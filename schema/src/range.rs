//! Value ranges of restrictables.
//!
//! A range is stored on its owner node as a kind tag plus variant state:
//! reference ranges as edges from the owner, datatype ranges as properties.
//! Loading dispatches on the tag.

use crate::edges::MetaEdge;
use crate::error::{SchemaError, SchemaResult};
use crate::id::{ClassId, ConstrainableId, NamespaceId, NodeKind, RestrictableId, ThingKind};
use crate::model::{keys, MetaTx, Schema};
use ontic_core::{Direction, EdgeTypeId, NodeId, Value};
use ontic_datatype::DatatypeRegistry;
use std::fmt;
use tracing::debug;

/// Primitive value classes a datatype-class range may name.
#[derive(Debug, Clone, Copy, PartialEq, Eq, Hash)]
pub enum PrimitiveType {
    String,
    Boolean,
    Integer,
    Long,
    Float,
    Double,
    Date,
}

impl PrimitiveType {
    pub const ALL: [PrimitiveType; 7] = [
        PrimitiveType::String,
        PrimitiveType::Boolean,
        PrimitiveType::Integer,
        PrimitiveType::Long,
        PrimitiveType::Float,
        PrimitiveType::Double,
        PrimitiveType::Date,
    ];

    pub fn as_str(self) -> &'static str {
        match self {
            PrimitiveType::String => "string",
            PrimitiveType::Boolean => "boolean",
            PrimitiveType::Integer => "integer",
            PrimitiveType::Long => "long",
            PrimitiveType::Float => "float",
            PrimitiveType::Double => "double",
            PrimitiveType::Date => "date",
        }
    }

    pub fn parse(tag: &str) -> Option<Self> {
        Self::ALL.into_iter().find(|p| p.as_str() == tag)
    }

    /// The datatype used to convert literals of this type.
    pub fn datatype(self) -> &'static str {
        match self {
            PrimitiveType::String => "xsd:string",
            PrimitiveType::Boolean => "xsd:boolean",
            PrimitiveType::Integer => "xsd:int",
            PrimitiveType::Long => "xsd:long",
            PrimitiveType::Float => "xsd:float",
            PrimitiveType::Double => "xsd:double",
            PrimitiveType::Date => "xsd:dateTime",
        }
    }

    /// Convert a literal to a value of this type.
    pub fn convert(self, registry: &DatatypeRegistry, literal: &str) -> SchemaResult<Value> {
        registry
            .parse(self.datatype(), literal)
            .map_err(|e| SchemaError::invalid_argument(e.to_string()))
    }
}

impl fmt::Display for PrimitiveType {
    fn fmt(&self, f: &mut fmt::Formatter<'_>) -> fmt::Result {
        f.write_str(self.as_str())
    }
}

/// Discriminator stored with every range.
#[derive(Debug, Clone, Copy, PartialEq, Eq, Hash)]
pub enum RangeKind {
    Class,
    InstanceEnumeration,
    Data,
    DatatypeClass,
    RdfDatatype,
    Namespace,
    Resource,
}

impl RangeKind {
    pub const ALL: [RangeKind; 7] = [
        RangeKind::Class,
        RangeKind::InstanceEnumeration,
        RangeKind::Data,
        RangeKind::DatatypeClass,
        RangeKind::RdfDatatype,
        RangeKind::Namespace,
        RangeKind::Resource,
    ];

    pub fn as_str(self) -> &'static str {
        match self {
            RangeKind::Class => "class",
            RangeKind::InstanceEnumeration => "instance_enumeration",
            RangeKind::Data => "data",
            RangeKind::DatatypeClass => "datatype_class",
            RangeKind::RdfDatatype => "rdf_datatype",
            RangeKind::Namespace => "namespace",
            RangeKind::Resource => "resource",
        }
    }

    pub fn parse(tag: &str) -> Option<Self> {
        Self::ALL.into_iter().find(|k| k.as_str() == tag)
    }
}

/// The values a restrictable admits.
#[derive(Debug, Clone, PartialEq)]
pub enum Range {
    /// Instances of any of these classes.
    Class(Vec<ClassId>),
    /// Exactly these entities.
    InstanceEnumeration(Vec<NodeId>),
    /// One of these literal values of a datatype.
    Data { datatype: String, values: Vec<Value> },
    /// Any value of a primitive type.
    DatatypeClass(PrimitiveType),
    /// Any literal of a datatype.
    RdfDatatype(String),
    /// Instances of classes in these namespaces.
    Namespace(Vec<NamespaceId>),
    /// An externally identified resource.
    Resource(String),
}

impl Range {
    /// A data range from literal text, converted through `registry`.
    pub fn data(registry: &DatatypeRegistry, datatype: &str, literals: &[&str]) -> SchemaResult<Self> {
        let datatype = DatatypeRegistry::canonical_tag(datatype);
        let values = literals
            .iter()
            .map(|literal| {
                registry
                    .parse(&datatype, literal)
                    .map_err(|e| SchemaError::invalid_argument(e.to_string()))
            })
            .collect::<SchemaResult<Vec<_>>>()?;
        Ok(Range::Data { datatype, values })
    }

    pub fn kind(&self) -> RangeKind {
        match self {
            Range::Class(_) => RangeKind::Class,
            Range::InstanceEnumeration(_) => RangeKind::InstanceEnumeration,
            Range::Data { .. } => RangeKind::Data,
            Range::DatatypeClass(_) => RangeKind::DatatypeClass,
            Range::RdfDatatype(_) => RangeKind::RdfDatatype,
            Range::Namespace(_) => RangeKind::Namespace,
            Range::Resource(_) => RangeKind::Resource,
        }
    }

    /// Returns true for ranges of literal values.
    pub fn is_datatype(&self) -> bool {
        matches!(
            self,
            Range::Data { .. } | Range::DatatypeClass(_) | Range::RdfDatatype(_)
        )
    }
}

impl<'a> Schema<'a> {
    /// The range set directly on a restrictable.
    pub fn range(self, owner: impl Into<RestrictableId>) -> SchemaResult<Option<Range>> {
        let owner = owner.into();
        self.check_restrictable(owner)?;
        let node = owner.node();
        let Some(tag) = self.store.get_str(node, keys::RANGE_KIND)? else {
            return Ok(None);
        };
        let kind = RangeKind::parse(tag)
            .ok_or_else(|| SchemaError::illegal_state(format!("unknown range kind '{}'", tag)))?;

        let range = match kind {
            RangeKind::Class => Range::Class(
                self.neighbors(node, MetaEdge::RangeClass, Direction::Outgoing)
                    .into_iter()
                    .map(ClassId::from_node)
                    .collect(),
            ),
            RangeKind::InstanceEnumeration => Range::InstanceEnumeration(self.neighbors(
                node,
                MetaEdge::RangeInstance,
                Direction::Outgoing,
            )),
            RangeKind::Namespace => Range::Namespace(
                self.neighbors(node, MetaEdge::RangeNamespace, Direction::Outgoing)
                    .into_iter()
                    .map(NamespaceId::from_node)
                    .collect(),
            ),
            RangeKind::Data => {
                let datatype = self.required_str(node, keys::RANGE_DATATYPE)?;
                let registry = &self.model.config().datatypes;
                let literals = self
                    .store
                    .get_property(node, keys::RANGE_VALUES)?
                    .and_then(Value::as_list)
                    .unwrap_or_default();
                let mut values = Vec::with_capacity(literals.len());
                for literal in literals {
                    let text = literal.as_str().ok_or_else(|| {
                        SchemaError::illegal_state(format!("non-text literal in range of {}", node))
                    })?;
                    values.push(registry.parse(datatype, text)?);
                }
                Range::Data {
                    datatype: datatype.to_string(),
                    values,
                }
            }
            RangeKind::DatatypeClass => {
                let tag = self.required_str(node, keys::RANGE_PRIMITIVE)?;
                Range::DatatypeClass(PrimitiveType::parse(tag).ok_or_else(|| {
                    SchemaError::illegal_state(format!("unknown primitive type '{}'", tag))
                })?)
            }
            RangeKind::RdfDatatype => {
                Range::RdfDatatype(self.required_str(node, keys::RANGE_DATATYPE)?.to_string())
            }
            RangeKind::Resource => {
                Range::Resource(self.required_str(node, keys::RANGE_RESOURCE)?.to_string())
            }
        };
        Ok(Some(range))
    }

    /// The constrainable a restrictable describes: itself, or the
    /// restriction's constrainable.
    pub fn constrainable_of(self, owner: impl Into<RestrictableId>) -> SchemaResult<ConstrainableId> {
        match owner.into() {
            RestrictableId::Property(p) => {
                self.check(p)?;
                Ok(ConstrainableId::Property(p))
            }
            RestrictableId::RelType(r) => {
                self.check(r)?;
                Ok(ConstrainableId::RelType(r))
            }
            RestrictableId::Restriction(r) => self.restriction_constrainable(r),
        }
    }

    /// Edge type instances use for values of the owner's constrainable,
    /// interned from the constrainable's name. The owner must carry a class
    /// range.
    pub fn relationship_type_to_use(self, owner: impl Into<RestrictableId>) -> SchemaResult<EdgeTypeId> {
        let owner = owner.into();
        match self.range(owner)? {
            Some(Range::Class(_)) => {}
            _ => {
                return Err(SchemaError::invalid_argument(format!(
                    "{} has no class range",
                    owner.node()
                )))
            }
        }
        let constrainable = self.constrainable_of(owner)?;
        let name = self.name_of(constrainable.node()).ok_or_else(|| {
            SchemaError::illegal_state(format!("{} has no name", constrainable.node()))
        })?;
        Ok(self.model.graph().edge_type(name))
    }

    fn required_str(self, node: NodeId, key: &str) -> SchemaResult<&'a str> {
        self.store
            .get_str(node, key)?
            .ok_or_else(|| SchemaError::illegal_state(format!("{} is missing '{}'", node, key)))
    }
}

impl MetaTx<'_> {
    /// Replace the range of a restrictable; `None` removes it.
    ///
    /// Relationship types, bare or restricted, only take reference ranges.
    pub fn set_range(
        &mut self,
        owner: impl Into<RestrictableId>,
        range: Option<Range>,
    ) -> SchemaResult<()> {
        let owner = owner.into();
        let schema = self.schema();
        schema.check_restrictable(owner)?;
        let literals = match &range {
            Some(range) => self.validate_range(owner, range)?,
            None => Vec::new(),
        };

        self.clear_range(owner)?;
        let Some(range) = range else {
            debug!(owner = %owner.node(), "range removed");
            return Ok(());
        };

        let node = owner.node();
        let kind = range.kind();
        self.put(node, keys::RANGE_KIND, Some(Value::from(kind.as_str())))?;
        match range {
            Range::Class(classes) => {
                for class in classes {
                    self.link(node, MetaEdge::RangeClass, class.node())?;
                }
            }
            Range::InstanceEnumeration(instances) => {
                for instance in instances {
                    self.link(node, MetaEdge::RangeInstance, instance)?;
                }
            }
            Range::Namespace(namespaces) => {
                for namespace in namespaces {
                    self.link(node, MetaEdge::RangeNamespace, namespace.node())?;
                }
            }
            Range::Data { datatype, .. } => {
                let datatype = DatatypeRegistry::canonical_tag(&datatype);
                self.put(node, keys::RANGE_DATATYPE, Some(Value::from(datatype)))?;
                self.put(node, keys::RANGE_VALUES, Some(Value::List(literals)))?;
            }
            Range::DatatypeClass(primitive) => {
                self.put(node, keys::RANGE_PRIMITIVE, Some(Value::from(primitive.as_str())))?;
            }
            Range::RdfDatatype(datatype) => {
                let datatype = DatatypeRegistry::canonical_tag(&datatype);
                self.put(node, keys::RANGE_DATATYPE, Some(Value::from(datatype)))?;
            }
            Range::Resource(resource) => {
                self.put(node, keys::RANGE_RESOURCE, Some(Value::from(resource)))?;
            }
        }
        debug!(owner = %node, kind = kind.as_str(), "range stored");
        Ok(())
    }

    /// Remove the range of a restrictable, returning whether it had one.
    pub fn remove_range(&mut self, owner: impl Into<RestrictableId>) -> SchemaResult<bool> {
        let owner = owner.into();
        let schema = self.schema();
        schema.check_restrictable(owner)?;
        let had = schema.store.get_str(owner.node(), keys::RANGE_KIND)?.is_some();
        self.clear_range(owner)?;
        Ok(had)
    }

    /// Check a range against its owner and render data literals.
    fn validate_range(&self, owner: RestrictableId, range: &Range) -> SchemaResult<Vec<Value>> {
        let schema = self.schema();
        if range.is_datatype()
            && schema.constrainable_of(owner)?.kind() == ThingKind::RelationshipType
        {
            return Err(SchemaError::invalid_argument(format!(
                "relationship type {} only takes reference ranges",
                schema.display(schema.constrainable_of(owner)?.node())
            )));
        }

        match range {
            Range::Class(classes) => {
                for class in classes {
                    schema.check(*class)?;
                }
            }
            Range::InstanceEnumeration(instances) => {
                for instance in instances {
                    schema.expect_kind(*instance, NodeKind::Entity)?;
                }
            }
            Range::Namespace(namespaces) => {
                for namespace in namespaces {
                    schema.expect_kind(namespace.node(), NodeKind::Namespace)?;
                }
            }
            Range::Data { datatype, values } => {
                let registry = &self.model.config().datatypes;
                return values
                    .iter()
                    .map(|value| {
                        registry
                            .format(datatype, value)
                            .map(Value::String)
                            .map_err(|e| SchemaError::invalid_argument(e.to_string()))
                    })
                    .collect();
            }
            Range::RdfDatatype(datatype) => {
                if !self.model.config().datatypes.recognizes(datatype) {
                    return Err(SchemaError::invalid_argument(format!(
                        "unknown datatype '{}'",
                        datatype
                    )));
                }
            }
            Range::DatatypeClass(_) | Range::Resource(_) => {}
        }
        Ok(Vec::new())
    }

    fn clear_range(&mut self, owner: RestrictableId) -> SchemaResult<()> {
        let node = owner.node();
        for key in [
            keys::RANGE_KIND,
            keys::RANGE_DATATYPE,
            keys::RANGE_VALUES,
            keys::RANGE_PRIMITIVE,
            keys::RANGE_RESOURCE,
        ] {
            self.put(node, key, None)?;
        }
        for edge in [MetaEdge::RangeClass, MetaEdge::RangeInstance, MetaEdge::RangeNamespace] {
            self.unlink_all(node, edge, Direction::Outgoing)?;
        }
        Ok(())
    }
}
────────────────────────────────────────
*TASK DESCRIPTION*. In the records above, how many lines hold the string "unknown"? Respond with that number only.

*EXPECTED ANSWER*. 3